Like many a storybook maiden before her, Tiana wishes upon a star for a handsome prince to ferry her off to some magic kingdom — or at least help her to make a down payment. He then seems to appear in the form of the visiting Prince Naveen of Maldonia (Bruno Campos), a mocha-skinned dreamboat of indeterminate ethnicity (convenient, given the antimiscegenation laws on the books at the time), who, alas, has his sights set on Charlotte. Before he can say "I do," however, Naveen finds himself transformed into the titular amphibian by a back-alley voodoo priest (Keith David). And when he subsequently convinces Tiana to kiss him as a way of reversing the spell, instead she turns all ribbity, too.

They say it ain't easy bein' green, but it's certainly a hell of a lot easier than being black. So writer-directors Ron Clements and John Musker (whose 1992 Aladdin proffered a sinister, ear-cutting Middle East) send newly anthropomorphic Tiana and Naveen hopping off into the bayou rather than continuing to dodge ol' Jim Crow on the streets of the Big Easy. There, Princess' rampant ahistoricism gives way to a veritable Mardi Gras parade of risible stereotypes: an Acadian firefly with the most exaggerated Cajun dialect this side of celebrity chef Justin Wilson, I gua-ran-tee; a 197-year-old voodoo priestess named Mama Odie; and, lest no Deep South caricature remain unturned, a trio of toothless hillbillies.

Much ballyhooed as Disney's return to its tradition of 2-D cel animation after a five-year hiatus, The Princess and the Frog is pleasantly if unmemorably drawn, with an amiable original song score by Randy Newman that runs the gamut from infectious ragtime to gut-bucket zydeco. But the movie as a whole never approaches the wit, cleverness, and storytelling brio of the studio's early-1990s animation renaissance (Beauty and the Beast, The Lion King) or pretty much anything by Pixar, which makes it all too easy to follow Mama Odie's own advice and "dig a little deeper."

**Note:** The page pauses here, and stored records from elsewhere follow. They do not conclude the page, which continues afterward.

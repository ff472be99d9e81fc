//! # Sources
//!
//! The filter never looks anything up globally. It is handed a [`FormSource`]
//! for field values and a [`CandidateSource`] for the items to filter.
//!
//! - [`Form`] and `Vec<Form>` implement [`FormSource`]. A named lookup falls
//!   back to the first form, so only an empty collection resolves to nothing.
//! - [`Container`] and [`Document`] implement [`CandidateSource`]. A document
//!   picks its container by `target` id, defaulting to the first.

use crate::error::{FilterError, Result};
use crate::model::{Container, Document, Form};

pub trait FormSource {
    /// Resolves the form to read, preferring the one called `name`.
    fn resolve(&self, name: Option<&str>) -> Option<&Form>;
}

impl FormSource for Form {
    fn resolve(&self, _name: Option<&str>) -> Option<&Form> {
        Some(self)
    }
}

impl FormSource for Vec<Form> {
    fn resolve(&self, name: Option<&str>) -> Option<&Form> {
        name.and_then(|n| self.iter().find(|f| f.name.as_deref() == Some(n)))
            .or_else(|| self.first())
    }
}

pub trait CandidateSource {
    /// Resolves the container whose items are filtered.
    fn container(&self, target: Option<&str>) -> Result<&Container>;

    fn container_mut(&mut self, target: Option<&str>) -> Result<&mut Container>;
}

impl CandidateSource for Container {
    fn container(&self, _target: Option<&str>) -> Result<&Container> {
        Ok(self)
    }

    fn container_mut(&mut self, _target: Option<&str>) -> Result<&mut Container> {
        Ok(self)
    }
}

impl CandidateSource for Document {
    fn container(&self, target: Option<&str>) -> Result<&Container> {
        match target {
            Some(id) => self
                .containers
                .iter()
                .find(|c| c.id.as_deref() == Some(id))
                .ok_or_else(|| FilterError::TargetNotFound(id.to_string())),
            None => self
                .containers
                .first()
                .ok_or_else(|| FilterError::TargetNotFound("<first container>".to_string())),
        }
    }

    fn container_mut(&mut self, target: Option<&str>) -> Result<&mut Container> {
        match target {
            Some(id) => self
                .containers
                .iter_mut()
                .find(|c| c.id.as_deref() == Some(id))
                .ok_or_else(|| FilterError::TargetNotFound(id.to_string())),
            None => self
                .containers
                .first_mut()
                .ok_or_else(|| FilterError::TargetNotFound("<first container>".to_string())),
        }
    }
}

/// Indexes of the container items that are candidates, narrowed to items
/// whose tag equals `rows` when given.
pub fn candidate_indexes(container: &Container, rows: Option<&str>) -> Vec<usize> {
    container
        .items
        .iter()
        .enumerate()
        .filter(|(_, item)| rows.map_or(true, |tag| item.tag.eq_ignore_ascii_case(tag)))
        .map(|(i, _)| i)
        .collect()
}

#[cfg(test)]
mod tests {
    use super::*;
    use crate::model::Item;

    #[test]
    fn named_form_falls_back_to_first() {
        let forms = vec![
            Form::new(Some("a".into())),
            Form::new(Some("b".into())),
        ];
        assert_eq!(forms.resolve(Some("b")).unwrap().name.as_deref(), Some("b"));
        assert_eq!(forms.resolve(Some("zz")).unwrap().name.as_deref(), Some("a"));
        assert_eq!(forms.resolve(None).unwrap().name.as_deref(), Some("a"));
        assert!(Vec::<Form>::new().resolve(None).is_none());
    }

    #[test]
    fn document_resolves_target() {
        let doc = Document {
            containers: vec![
                Container::new(Some("one".into()), vec![]),
                Container::new(Some("two".into()), vec![Item::new("li")]),
            ],
        };
        assert_eq!(doc.container(Some("two")).unwrap().items.len(), 1);
        assert_eq!(doc.container(None).unwrap().id.as_deref(), Some("one"));
        assert!(matches!(
            doc.container(Some("three")),
            Err(FilterError::TargetNotFound(_))
        ));
    }

    #[test]
    fn rows_narrow_candidates() {
        let container = Container::new(
            None,
            vec![Item::new("caption"), Item::new("tr"), Item::new("TR")],
        );
        assert_eq!(candidate_indexes(&container, Some("tr")), vec![1, 2]);
        assert_eq!(candidate_indexes(&container, None), vec![0, 1, 2]);
    }
}
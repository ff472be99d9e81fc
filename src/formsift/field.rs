//! # Field Names
//!
//! Form field names carry a tiny grammar: an attribute name followed by
//! colon-separated modifiers.
//!
//! ```text
//! color              substring match on every word of the value
//! color:exact        full-value equality
//! color:not          negate the clause
//! color:hilite       also highlight matching attribute content
//! color:exact:not:hi modifiers compose freely
//! ```
//!
//! Parsing happens in exactly one place, [`FieldDescriptor::parse`], which
//! turns the name into an attribute plus a fixed set of boolean flags.
//! Malformed names (no attribute before the first colon) are accepted and
//! produce an empty attribute; the query builder turns those into a no-op
//! clause. Callers that want to reject them use [`FieldDescriptor::parse_strict`].

use crate::error::{FilterError, Result};

/// Separator between the attribute name and its modifiers.
pub const MODIFIER_DELIMITER: char = ':';

/// One `(name, value)` pair from a form snapshot.
#[derive(Debug, Clone, PartialEq, Eq)]
pub struct FieldEntry {
    pub name: String,
    pub value: String,
}

impl FieldEntry {
    pub fn new(name: impl Into<String>, value: impl Into<String>) -> Self {
        Self {
            name: name.into(),
            value: value.into(),
        }
    }

    /// Keeps only the entries that participate in filtering (non-empty values),
    /// preserving form order.
    pub fn active<I, N, V>(pairs: I) -> Vec<FieldEntry>
    where
        I: IntoIterator<Item = (N, V)>,
        N: Into<String>,
        V: Into<String>,
    {
        pairs
            .into_iter()
            .map(|(n, v)| FieldEntry::new(n, v))
            .filter(|e| !e.value.is_empty())
            .collect()
    }
}

/// How a field's value is compared against attribute values.
#[derive(Debug, Clone, Copy, PartialEq, Eq, Default)]
pub enum MatchMode {
    /// Every word is a case-insensitive substring test; any word may hit.
    #[default]
    Includes,
    /// The whole value must equal the attribute value, ignoring case.
    Exact,
}

#[derive(Debug, Clone, Default, PartialEq, Eq)]
pub struct Modifiers {
    pub exact: bool,
    pub includes: bool,
    pub not: bool,
    pub hilite: bool,
    /// Modifiers we did not recognise, kept for diagnostics only.
    pub unknown: Vec<String>,
}

impl Modifiers {
    /// Exact wins when both `exact` and `includes` are present.
    pub fn mode(&self) -> MatchMode {
        if self.exact {
            MatchMode::Exact
        } else {
            MatchMode::Includes
        }
    }

    fn set(&mut self, modifier: &str) {
        match modifier {
            "exact" => self.exact = true,
            "includes" => self.includes = true,
            "not" => self.not = true,
            "hilite" | "hi" => self.hilite = true,
            "" => {}
            other => self.unknown.push(other.to_string()),
        }
    }
}

/// The parsed form of a field name.
#[derive(Debug, Clone, PartialEq, Eq)]
pub struct FieldDescriptor {
    pub attribute: String,
    pub modifiers: Modifiers,
}

impl FieldDescriptor {
    /// Parses a field name permissively. Never fails.
    pub fn parse(name: &str) -> Self {
        let mut parts = name.split(MODIFIER_DELIMITER);
        let attribute = parts.next().unwrap_or_default().to_string();
        let mut modifiers = Modifiers::default();
        for part in parts {
            modifiers.set(part);
        }
        Self {
            attribute,
            modifiers,
        }
    }

    /// Parses a field name, rejecting names without an attribute.
    pub fn parse_strict(name: &str) -> Result<Self> {
        let descriptor = Self::parse(name);
        if descriptor.is_malformed() {
            return Err(FilterError::MalformedField(name.to_string()));
        }
        Ok(descriptor)
    }

    pub fn is_malformed(&self) -> bool {
        self.attribute.is_empty()
    }

    pub fn mode(&self) -> MatchMode {
        self.modifiers.mode()
    }

    pub fn negated(&self) -> bool {
        self.modifiers.not
    }

    pub fn highlighted(&self) -> bool {
        self.modifiers.hilite
    }
}

/// Splits a value into the words used by includes mode.
///
/// The value is trimmed and split on literal spaces only; empty pieces left by
/// repeated spaces are dropped. Tabs and newlines stay part of their word.
pub fn words(value: &str) -> Vec<&str> {
    value
        .trim()
        .split(' ')
        .filter(|w| !w.is_empty())
        .collect()
}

This hasn't been a banner season for black characters in American movies, from the women lusting after ideals of white beauty in Chris Rock's documentary Good Hair (FYI, Tiana also sports a chemically "relaxed" 'do) to the high school football phenom showered with Sandra Bullock's charity in The Blind Side. Indeed, it says something when, excepting Nelson Mandela in Clint Eastwood's forthcoming Invictus, the closest thing to an assertive, self-confident role model onscreen right now is the obese, illiterate, abused, and HIV-positive Precious Jones, who eventually stops fantasizing that someday her prince might come and gets down to the business of getting her GED. But for all its superficial innocuousness — "It's only a kids' movie!" you may already have exclaimed before reading this far — The Princess and the Frog is the most insidious of the lot, precisely because it comes packaged as an all-ages entertainment bearing the imprimatur of the very studio that has branded the imaginations of several generations of the world's children.

Not that Disney is entirely at fault: The PC watchdogs who scrutinized this movie since it was first announced, and who reportedly succeeded at convincing studio bigwigs to change the title (originally The Frog Princess), the name of the protagonist (originally Maddy, feared to sound too much like "Mammy"), and her profession (originally a maid), seem to have entirely missed the forest for the trees — namely, that Disney's first black "princess" lives in a world where the ceiling on black ambition is firmly set at the service industries, and Tiana and her neighbors seem downright zip-a-dee-doo-dah happy about that. "Rich people, poor people, they all got dreams/And dreams do come true in New Orleans" goes one lyric from the film's boisterous opening number, a far cry from Newman's own "Louisiana 1927" — the unofficial anthem of Hurricane Katrina — with its prescient lament, "They're tryin' to wash us away."